◆ **Activity**
All lines in the records below that hold "operations" are to be shown.

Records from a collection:
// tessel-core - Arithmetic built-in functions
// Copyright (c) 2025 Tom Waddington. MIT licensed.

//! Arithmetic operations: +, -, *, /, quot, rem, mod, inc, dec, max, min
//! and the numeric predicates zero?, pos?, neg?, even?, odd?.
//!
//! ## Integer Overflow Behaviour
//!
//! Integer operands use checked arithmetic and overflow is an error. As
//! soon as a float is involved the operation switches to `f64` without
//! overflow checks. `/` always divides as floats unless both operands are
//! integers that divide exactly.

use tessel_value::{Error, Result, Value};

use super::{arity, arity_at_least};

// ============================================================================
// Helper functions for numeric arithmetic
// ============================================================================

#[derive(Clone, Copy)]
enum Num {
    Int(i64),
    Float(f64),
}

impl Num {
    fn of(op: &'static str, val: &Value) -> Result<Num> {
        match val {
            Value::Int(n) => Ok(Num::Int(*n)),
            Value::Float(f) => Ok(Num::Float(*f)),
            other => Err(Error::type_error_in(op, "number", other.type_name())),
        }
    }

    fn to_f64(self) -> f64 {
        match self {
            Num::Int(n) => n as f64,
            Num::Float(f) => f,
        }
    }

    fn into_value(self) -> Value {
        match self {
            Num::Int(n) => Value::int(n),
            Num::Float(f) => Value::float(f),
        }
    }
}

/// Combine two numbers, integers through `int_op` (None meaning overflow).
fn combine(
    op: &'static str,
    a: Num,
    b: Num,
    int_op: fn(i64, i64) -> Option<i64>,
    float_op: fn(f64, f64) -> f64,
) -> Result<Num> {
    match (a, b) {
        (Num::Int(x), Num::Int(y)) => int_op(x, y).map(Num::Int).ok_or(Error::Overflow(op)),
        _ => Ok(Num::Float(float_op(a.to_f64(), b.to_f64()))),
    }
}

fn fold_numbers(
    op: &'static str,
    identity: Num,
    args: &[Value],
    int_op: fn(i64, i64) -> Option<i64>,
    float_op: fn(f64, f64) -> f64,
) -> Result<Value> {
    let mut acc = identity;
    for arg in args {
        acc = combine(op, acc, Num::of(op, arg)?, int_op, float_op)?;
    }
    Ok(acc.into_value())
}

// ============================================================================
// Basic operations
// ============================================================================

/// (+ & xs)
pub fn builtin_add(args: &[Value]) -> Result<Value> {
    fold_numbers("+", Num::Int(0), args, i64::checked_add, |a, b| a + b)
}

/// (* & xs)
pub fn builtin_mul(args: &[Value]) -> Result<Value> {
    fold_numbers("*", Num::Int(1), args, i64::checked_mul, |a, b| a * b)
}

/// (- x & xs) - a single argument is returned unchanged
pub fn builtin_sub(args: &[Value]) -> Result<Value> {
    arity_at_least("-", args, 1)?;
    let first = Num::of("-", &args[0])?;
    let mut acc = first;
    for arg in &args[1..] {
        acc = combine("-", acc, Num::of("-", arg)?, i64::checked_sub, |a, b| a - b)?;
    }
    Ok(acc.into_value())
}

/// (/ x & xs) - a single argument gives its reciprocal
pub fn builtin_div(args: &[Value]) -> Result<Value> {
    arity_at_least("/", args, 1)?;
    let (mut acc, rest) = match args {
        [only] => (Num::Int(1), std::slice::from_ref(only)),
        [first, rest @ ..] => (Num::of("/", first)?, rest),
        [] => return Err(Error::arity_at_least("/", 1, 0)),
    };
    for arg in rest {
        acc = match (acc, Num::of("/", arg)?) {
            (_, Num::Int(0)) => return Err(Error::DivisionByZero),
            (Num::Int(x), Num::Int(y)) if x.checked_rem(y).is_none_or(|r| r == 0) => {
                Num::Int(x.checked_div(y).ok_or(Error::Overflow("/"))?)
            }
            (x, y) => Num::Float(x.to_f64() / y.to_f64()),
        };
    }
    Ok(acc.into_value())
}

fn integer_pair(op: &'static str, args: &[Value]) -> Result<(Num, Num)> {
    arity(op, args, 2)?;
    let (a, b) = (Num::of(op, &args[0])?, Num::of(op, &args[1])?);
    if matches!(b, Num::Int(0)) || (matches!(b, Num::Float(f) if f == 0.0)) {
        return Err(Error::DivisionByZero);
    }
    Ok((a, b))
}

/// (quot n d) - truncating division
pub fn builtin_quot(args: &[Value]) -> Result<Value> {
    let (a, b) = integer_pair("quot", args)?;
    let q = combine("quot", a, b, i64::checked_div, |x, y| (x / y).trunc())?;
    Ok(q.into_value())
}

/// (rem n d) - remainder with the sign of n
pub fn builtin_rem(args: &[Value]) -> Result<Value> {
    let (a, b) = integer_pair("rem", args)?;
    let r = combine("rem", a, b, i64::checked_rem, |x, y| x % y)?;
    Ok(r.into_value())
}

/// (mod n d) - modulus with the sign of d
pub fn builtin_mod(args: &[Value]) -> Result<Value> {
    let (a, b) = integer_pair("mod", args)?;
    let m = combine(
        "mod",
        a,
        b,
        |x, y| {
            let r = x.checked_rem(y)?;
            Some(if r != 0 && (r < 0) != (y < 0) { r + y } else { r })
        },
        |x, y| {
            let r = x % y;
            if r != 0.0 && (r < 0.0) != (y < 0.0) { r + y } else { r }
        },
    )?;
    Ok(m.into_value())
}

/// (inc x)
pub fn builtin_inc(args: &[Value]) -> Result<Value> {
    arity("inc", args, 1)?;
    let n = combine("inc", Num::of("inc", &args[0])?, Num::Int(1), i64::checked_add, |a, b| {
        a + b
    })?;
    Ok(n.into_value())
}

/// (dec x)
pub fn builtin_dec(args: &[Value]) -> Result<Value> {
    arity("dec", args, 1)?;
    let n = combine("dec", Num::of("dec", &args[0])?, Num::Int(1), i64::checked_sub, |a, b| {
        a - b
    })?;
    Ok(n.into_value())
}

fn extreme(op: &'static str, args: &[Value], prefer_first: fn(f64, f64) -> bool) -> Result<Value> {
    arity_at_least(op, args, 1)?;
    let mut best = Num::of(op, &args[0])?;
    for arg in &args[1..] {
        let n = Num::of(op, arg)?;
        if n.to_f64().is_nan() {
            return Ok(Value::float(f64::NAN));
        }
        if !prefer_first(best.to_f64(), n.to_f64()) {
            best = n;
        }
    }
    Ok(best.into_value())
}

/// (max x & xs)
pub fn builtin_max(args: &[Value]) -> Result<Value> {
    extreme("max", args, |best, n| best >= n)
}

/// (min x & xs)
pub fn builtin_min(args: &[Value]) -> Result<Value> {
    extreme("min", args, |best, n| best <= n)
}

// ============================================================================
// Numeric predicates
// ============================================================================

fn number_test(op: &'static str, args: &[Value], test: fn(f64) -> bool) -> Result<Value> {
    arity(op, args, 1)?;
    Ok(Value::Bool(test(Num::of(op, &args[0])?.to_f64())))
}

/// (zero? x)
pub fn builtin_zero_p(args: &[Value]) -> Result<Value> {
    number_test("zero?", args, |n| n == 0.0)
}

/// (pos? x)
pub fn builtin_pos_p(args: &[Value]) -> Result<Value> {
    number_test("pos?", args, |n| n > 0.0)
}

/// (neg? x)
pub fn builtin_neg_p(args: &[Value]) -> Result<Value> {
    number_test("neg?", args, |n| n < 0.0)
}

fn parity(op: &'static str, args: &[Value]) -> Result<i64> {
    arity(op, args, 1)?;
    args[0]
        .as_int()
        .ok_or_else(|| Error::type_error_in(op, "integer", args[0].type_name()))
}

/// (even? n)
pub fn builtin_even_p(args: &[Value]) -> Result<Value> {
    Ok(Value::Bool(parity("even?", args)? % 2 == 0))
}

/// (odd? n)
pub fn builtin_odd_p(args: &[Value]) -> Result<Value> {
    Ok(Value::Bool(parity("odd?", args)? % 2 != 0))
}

◆ **Output**
//! Arithmetic operations: +, -, *, /, quot, rem, mod, inc, dec, max, min
// Basic operations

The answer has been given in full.